Take the first pointer from the list and reverse the role of the memory tag and its aliases. Usually, whenever an aliased variable Vi is found to alias with a memory tag T, we add Vi to the may-aliases set for T. Meaning that after alias analysis, we will have:
```
          may-aliases(T) = { V1, V2, V3, ..., Vn }
     
```
This means that every statement that references T, will get n virtual operands for each of the Vi tags. But, when alias grouping is enabled, we make T an alias tag and add it to the alias set of all the Vi variables:
```
          may-aliases(V1) = { T }
          may-aliases(V2) = { T }
          ...
          may-aliases(Vn) = { T }
     
```
This has two effects: (a) statements referencing T will only get a single virtual operand, and, (b) all the variables Vi will now appear to alias each other. So, we lose alias precision to improve compile time. But, in theory, a program with such a high level of aliasing should not be very optimizable in the first place.

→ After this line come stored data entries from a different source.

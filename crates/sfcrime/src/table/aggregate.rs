//! Group-by-and-sum reductions keyed by month or by district.

use std::collections::BTreeMap;

use chrono::{Datelike, NaiveDate};
use serde::{Serialize, Serializer};

use super::IncidentTable;
use crate::record::District;

/// A calendar month, ordered chronologically and rendered as `YYYY-MM`.
#[derive(Debug, Clone, Copy, PartialEq, Eq, PartialOrd, Ord, Hash)]
pub struct YearMonth {
    year: i32,
    month: u32,
}

impl YearMonth {
    /// Month containing `date`.
    #[must_use]
    pub fn of(date: NaiveDate) -> Self {
        Self {
            year: date.year(),
            month: date.month(),
        }
    }

    /// Calendar year.
    #[must_use]
    pub fn year(&self) -> i32 {
        self.year
    }

    /// Month of the year, 1-based.
    #[must_use]
    pub fn month(&self) -> u32 {
        self.month
    }
}

impl std::fmt::Display for YearMonth {
    fn fmt(&self, f: &mut std::fmt::Formatter<'_>) -> std::fmt::Result {
        write!(f, "{:04}-{:02}", self.year, self.month)
    }
}

impl Serialize for YearMonth {
    fn serialize<S: Serializer>(&self, serializer: S) -> Result<S::Ok, S::Error> {
        serializer.collect_str(self)
    }
}

/// Incident total for one month.
#[derive(Debug, Clone, Copy, PartialEq, Eq, Serialize)]
pub struct MonthlyTotal {
    /// The month.
    pub month: YearMonth,
    /// Summed incidents.
    pub incidents: u64,
}

/// Sum incidents per `(year, month)`, ascending by month.
///
/// An empty table yields an empty series.
#[must_use]
pub fn by_month(table: &IncidentTable) -> Vec<MonthlyTotal> {
    let mut totals: BTreeMap<YearMonth, u64> = BTreeMap::new();
    for row in table {
        *totals.entry(YearMonth::of(row.date)).or_default() += u64::from(row.incidents);
    }
    totals
        .into_iter()
        .map(|(month, incidents)| MonthlyTotal { month, incidents })
        .collect()
}

/// Sum incidents per district.
///
/// Districts without matching rows are omitted rather than zero-filled.
#[must_use]
pub fn by_district(table: &IncidentTable) -> BTreeMap<District, u64> {
    let mut totals = BTreeMap::new();
    for row in table {
        *totals.entry(row.district).or_default() += u64::from(row.incidents);
    }
    totals
}
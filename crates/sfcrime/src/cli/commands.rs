//! CLI command definitions.
//!
//! This module defines the structure of all CLI subcommands and how their
//! flags resolve against configured defaults.

use std::path::PathBuf;

use chrono::NaiveDate;
use clap::{Args, Subcommand, ValueEnum};

use crate::record::{Category, District};
use crate::table::{FilterCriteria, GenerationParams, YearRange};

/// Flags that override the configured generation parameters.
#[derive(Debug, Default, Args)]
pub struct GenerationArgs {
    /// RNG seed for the synthetic table
    #[arg(long)]
    pub seed: Option<u64>,

    /// First day of the generated range (YYYY-MM-DD)
    #[arg(long, value_name = "DATE")]
    pub start: Option<NaiveDate>,

    /// Last day of the generated range (YYYY-MM-DD)
    #[arg(long, value_name = "DATE")]
    pub end: Option<NaiveDate>,
}

impl GenerationArgs {
    /// Apply the flags that were given on top of `params`.
    #[must_use]
    pub fn apply(&self, mut params: GenerationParams) -> GenerationParams {
        if let Some(seed) = self.seed {
            params.seed = seed;
        }
        if let Some(start) = self.start {
            params.start_date = start;
        }
        if let Some(end) = self.end {
            params.end_date = end;
        }
        params
    }
}

/// Filter selections.
#[derive(Debug, Default, Args)]
pub struct FilterArgs {
    /// Inclusive year range (e.g. 2021..2024, 2021-2024 or 2022)
    #[arg(short, long, value_name = "RANGE", value_parser = parse_year_range)]
    pub years: Option<YearRange>,

    /// Crime category to include (repeatable or comma-separated)
    #[arg(
        long = "category",
        value_name = "CATEGORY",
        value_delimiter = ',',
        value_parser = parse_category
    )]
    pub categories: Vec<Category>,

    /// Police district to include (repeatable or comma-separated)
    #[arg(
        long = "district",
        value_name = "DISTRICT",
        value_delimiter = ',',
        value_parser = parse_district
    )]
    pub districts: Vec<District>,

    /// Select no categories at all
    #[arg(long, conflicts_with = "categories")]
    pub no_categories: bool,

    /// Select no districts at all
    #[arg(long, conflicts_with = "districts")]
    pub no_districts: bool,
}

impl FilterArgs {
    /// Resolve the flags against `defaults`.
    ///
    /// An absent flag keeps the default selection; `--no-*` selects nothing.
    #[must_use]
    pub fn resolve(&self, mut defaults: FilterCriteria) -> FilterCriteria {
        if let Some(years) = self.years {
            defaults.years = years;
        }
        if self.no_categories {
            defaults.categories.clear();
        } else if !self.categories.is_empty() {
            defaults.categories = self.categories.iter().copied().collect();
        }
        if self.no_districts {
            defaults.districts.clear();
        } else if !self.districts.is_empty() {
            defaults.districts = self.districts.iter().copied().collect();
        }
        defaults
    }
}

fn parse_year_range(s: &str) -> Result<YearRange, String> {
    s.parse().map_err(|e: crate::Error| e.to_string())
}

fn parse_category(s: &str) -> Result<Category, String> {
    s.parse().map_err(|e: crate::Error| e.to_string())
}

fn parse_district(s: &str) -> Result<District, String> {
    s.parse().map_err(|e: crate::Error| e.to_string())
}

/// Generate command arguments.
#[derive(Debug, Args)]
pub struct GenerateCommand {
    /// Generation overrides
    #[command(flatten)]
    pub generation: GenerationArgs,

    /// Print at most this many rows
    #[arg(short, long)]
    pub limit: Option<usize>,

    /// Output format
    #[arg(short, long, value_enum, default_value = "table")]
    pub format: OutputFormat,
}

/// Arguments shared by the dashboard and summary commands.
#[derive(Debug, Args)]
pub struct QueryCommand {
    /// Generation overrides
    #[command(flatten)]
    pub generation: GenerationArgs,

    /// Filter selections
    #[command(flatten)]
    pub filter: FilterArgs,

    /// Output format
    #[arg(short, long, value_enum, default_value = "table")]
    pub format: OutputFormat,
}

/// Configuration commands.
#[derive(Debug, Subcommand)]
pub enum ConfigCommand {
    /// Show current configuration
    Show {
        /// Output as JSON
        #[arg(short, long)]
        json: bool,
    },

    /// Show the configuration file path
    Path,

    /// Validate configuration
    Validate {
        /// Path to configuration file to validate
        #[arg(short, long)]
        file: Option<PathBuf>,
    },
}

/// Output format for commands.
#[derive(Debug, Clone, Copy, PartialEq, Eq, Default, ValueEnum)]
pub enum OutputFormat {
    /// Comma-separated lines
    Plain,
    /// Aligned table
    #[default]
    Table,
    /// JSON output
    Json,
}

#[cfg(test)]
mod tests {
    use super::*;
    use crate::table::test_support::date;

    #[test]
    fn test_output_format_default() {
        assert_eq!(OutputFormat::default(), OutputFormat::Table);
    }

    #[test]
    fn test_generation_args_apply() {
        let args = GenerationArgs {
            seed: Some(9),
            start: Some(date(2022, 1, 1)),
            end: None,
        };
        let params = args.apply(GenerationParams::default());
        assert_eq!(params.seed, 9);
        assert_eq!(params.start_date, date(2022, 1, 1));
        assert_eq!(params.end_date, date(2024, 12, 31));
    }

    #[test]
    fn test_generation_args_default_keeps_params() {
        let params = GenerationArgs::default().apply(GenerationParams::default());
        assert_eq!(params, GenerationParams::default());
    }

    #[test]
    fn test_filter_args_absent_keeps_defaults() {
        let defaults = FilterCriteria::all_for(&GenerationParams::default());
        let resolved = FilterArgs::default().resolve(defaults.clone());
        assert_eq!(resolved, defaults);
    }

    #[test]
    fn test_filter_args_override() {
        let args = FilterArgs {
            years: Some(YearRange::single(2023)),
            categories: vec![Category::Robbery, Category::Robbery],
            districts: vec![District::Park],
            ..FilterArgs::default()
        };
        let resolved = args.resolve(FilterCriteria::all_for(&GenerationParams::default()));
        assert_eq!(resolved.years, YearRange::single(2023));
        assert_eq!(resolved.categories.len(), 1);
        assert!(resolved.districts.contains(&District::Park));
        assert_eq!(resolved.districts.len(), 1);
    }

    #[test]
    fn test_filter_args_select_nothing() {
        let args = FilterArgs {
            no_categories: true,
            no_districts: true,
            ..FilterArgs::default()
        };
        let resolved = args.resolve(FilterCriteria::all_for(&GenerationParams::default()));
        assert!(resolved.categories.is_empty());
        assert!(resolved.districts.is_empty());
    }

    #[test]
    fn test_value_parsers_report_errors() {
        assert!(parse_category("Arson").unwrap_err().contains("Arson"));
        assert!(parse_district("Marina").unwrap_err().contains("Marina"));
        assert!(parse_year_range("soon").is_err());
        assert_eq!(parse_category("vehicle-theft"), Ok(Category::VehicleTheft));
    }

    #[test]
    fn test_config_command_debug() {
        let cmd = ConfigCommand::Show { json: false };
        let debug_str = format!("{cmd:?}");
        assert!(debug_str.contains("Show"));
    }
}
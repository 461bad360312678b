//! Core record types for sfcrime.
//!
//! This module defines the closed label sets (crime categories and police
//! districts) and the row type of the synthetic incident table.

use std::str::FromStr;

use chrono::NaiveDate;
use serde::{Deserialize, Serialize};

use crate::error::Error;

/// Crime category of an incident.
///
/// Declaration order is the canonical ordering used for tie-breaking.
#[derive(Debug, Clone, Copy, PartialEq, Eq, PartialOrd, Ord, Hash, Serialize, Deserialize)]
pub enum Category {
    /// Theft of a motor vehicle.
    #[serde(rename = "Vehicle Theft")]
    VehicleTheft,
    /// Robbery.
    Robbery,
    /// Burglary.
    Burglary,
    /// Assault.
    Assault,
    /// Vandalism.
    Vandalism,
}

impl Category {
    /// Every category, in canonical order.
    pub const ALL: [Self; 5] = [
        Self::VehicleTheft,
        Self::Robbery,
        Self::Burglary,
        Self::Assault,
        Self::Vandalism,
    ];

    /// Human-readable label.
    #[must_use]
    pub fn label(self) -> &'static str {
        match self {
            Self::VehicleTheft => "Vehicle Theft",
            Self::Robbery => "Robbery",
            Self::Burglary => "Burglary",
            Self::Assault => "Assault",
            Self::Vandalism => "Vandalism",
        }
    }
}

impl std::fmt::Display for Category {
    fn fmt(&self, f: &mut std::fmt::Formatter<'_>) -> std::fmt::Result {
        f.write_str(self.label())
    }
}

impl FromStr for Category {
    type Err = Error;

    fn from_str(s: &str) -> Result<Self, Self::Err> {
        let wanted = normalize_label(s);
        Self::ALL
            .into_iter()
            .find(|c| normalize_label(c.label()) == wanted)
            .ok_or_else(|| Error::UnknownCategory(s.to_string()))
    }
}

/// San Francisco police district.
#[derive(Debug, Clone, Copy, PartialEq, Eq, PartialOrd, Ord, Hash, Serialize, Deserialize)]
pub enum District {
    /// Bayview district.
    Bayview,
    /// Central district.
    Central,
    /// Ingleside district.
    Ingleside,
    /// Mission district.
    Mission,
    /// Northern district.
    Northern,
    /// Park district.
    Park,
    /// Richmond district.
    Richmond,
    /// Southern district.
    Southern,
    /// Taraval district.
    Taraval,
    /// Tenderloin district.
    Tenderloin,
}

impl District {
    /// Every district, in canonical order.
    pub const ALL: [Self; 10] = [
        Self::Bayview,
        Self::Central,
        Self::Ingleside,
        Self::Mission,
        Self::Northern,
        Self::Park,
        Self::Richmond,
        Self::Southern,
        Self::Taraval,
        Self::Tenderloin,
    ];

    /// Human-readable label.
    #[must_use]
    pub fn label(self) -> &'static str {
        match self {
            Self::Bayview => "Bayview",
            Self::Central => "Central",
            Self::Ingleside => "Ingleside",
            Self::Mission => "Mission",
            Self::Northern => "Northern",
            Self::Park => "Park",
            Self::Richmond => "Richmond",
            Self::Southern => "Southern",
            Self::Taraval => "Taraval",
            Self::Tenderloin => "Tenderloin",
        }
    }
}

impl std::fmt::Display for District {
    fn fmt(&self, f: &mut std::fmt::Formatter<'_>) -> std::fmt::Result {
        f.write_str(self.label())
    }
}

impl FromStr for District {
    type Err = Error;

    fn from_str(s: &str) -> Result<Self, Self::Err> {
        let wanted = normalize_label(s);
        Self::ALL
            .into_iter()
            .find(|d| normalize_label(d.label()) == wanted)
            .ok_or_else(|| Error::UnknownDistrict(s.to_string()))
    }
}

/// Lowercase a label and fold `-`, `_` and runs of whitespace into single spaces.
fn normalize_label(s: &str) -> String {
    s.split(|c: char| c == '-' || c == '_' || c.is_whitespace())
        .filter(|part| !part.is_empty())
        .map(str::to_lowercase)
        .collect::<Vec<_>>()
        .join(" ")
}

/// One row of the synthetic incident table.
#[derive(Debug, Clone, Copy, PartialEq, Eq, Hash, Serialize, Deserialize)]
pub struct IncidentRecord {
    /// Day the incidents were recorded.
    pub date: NaiveDate,
    /// Crime category.
    pub category: Category,
    /// Police district.
    pub district: District,
    /// Number of incidents, always at least 1.
    pub incidents: u32,
}

#[cfg(test)]
mod tests {
    use super::*;

    #[test]
    fn test_category_display() {
        assert_eq!(Category::VehicleTheft.to_string(), "Vehicle Theft");
        assert_eq!(Category::Vandalism.to_string(), "Vandalism");
    }

    #[test]
    fn test_category_canonical_order() {
        let mut sorted = Category::ALL;
        sorted.sort();
        assert_eq!(sorted, Category::ALL);
        assert_eq!(Category::ALL[0], Category::VehicleTheft);
    }

    #[test]
    fn test_category_from_str_variants() {
        for input in ["Vehicle Theft", "vehicle theft", "vehicle-theft", "VEHICLE_THEFT"] {
            assert_eq!(input.parse::<Category>().unwrap(), Category::VehicleTheft);
        }
        assert_eq!("robbery".parse::<Category>().unwrap(), Category::Robbery);
    }

    #[test]
    fn test_category_from_str_unknown() {
        let err = "Arson".parse::<Category>().unwrap_err();
        assert!(matches!(err, Error::UnknownCategory(ref s) if s == "Arson"));
    }

    #[test]
    fn test_district_labels_round_trip_through_from_str() {
        for district in District::ALL {
            assert_eq!(district.label().parse::<District>().unwrap(), district);
        }
    }

    #[test]
    fn test_district_from_str_unknown() {
        assert!(matches!(
            "Marina".parse::<District>(),
            Err(Error::UnknownDistrict(_))
        ));
    }

    #[test]
    fn test_labels_serialize_as_display_form() {
        let json = serde_json::to_string(&Category::VehicleTheft).unwrap();
        assert_eq!(json, "\"Vehicle Theft\"");
        let json = serde_json::to_string(&District::Tenderloin).unwrap();
        assert_eq!(json, "\"Tenderloin\"");
    }

    #[test]
    fn test_record_serialization() {
        let record = IncidentRecord {
            date: NaiveDate::from_ymd_opt(2022, 3, 4).unwrap(),
            category: Category::Assault,
            district: District::Mission,
            incidents: 7,
        };
        let json = serde_json::to_string(&record).unwrap();
        assert!(json.contains("\"2022-03-04\""));
        assert!(json.contains("\"Assault\""));
        let back: IncidentRecord = serde_json::from_str(&json).unwrap();
        assert_eq!(back, record);
    }

    #[test]
    fn test_normalize_label() {
        assert_eq!(normalize_label("  Vehicle   Theft "), "vehicle theft");
        assert_eq!(normalize_label("vehicle-theft"), "vehicle theft");
    }
}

Since variables may be in the alias set of more than one memory tag, the grouping done in step (2) needs to be extended to all the memory tags that have a non-empty intersection with the may-aliases set of tag T. For instance, if we originally had these may-aliases sets:
```
          may-aliases(T) = { V1, V2, V3 }
          may-aliases(R) = { V2, V4 }
     
```
In step (2) we would have reverted the aliases for T as:
```
          may-aliases(V1) = { T }
          may-aliases(V2) = { T }
          may-aliases(V3) = { T }
     
```
But note that now V2 is no longer aliased with R. We could add R to may-aliases(V2), but we are in the process of grouping aliases to reduce virtual operands so what we do is add V4 to the grouping to obtain:
```
          may-aliases(V1) = { T }
          may-aliases(V2) = { T }
          may-aliases(V3) = { T }
          may-aliases(V4) = { T }
     
```
If the total number of virtual operands due to aliasing is still above the threshold set by max-alias-vops, go back to (2).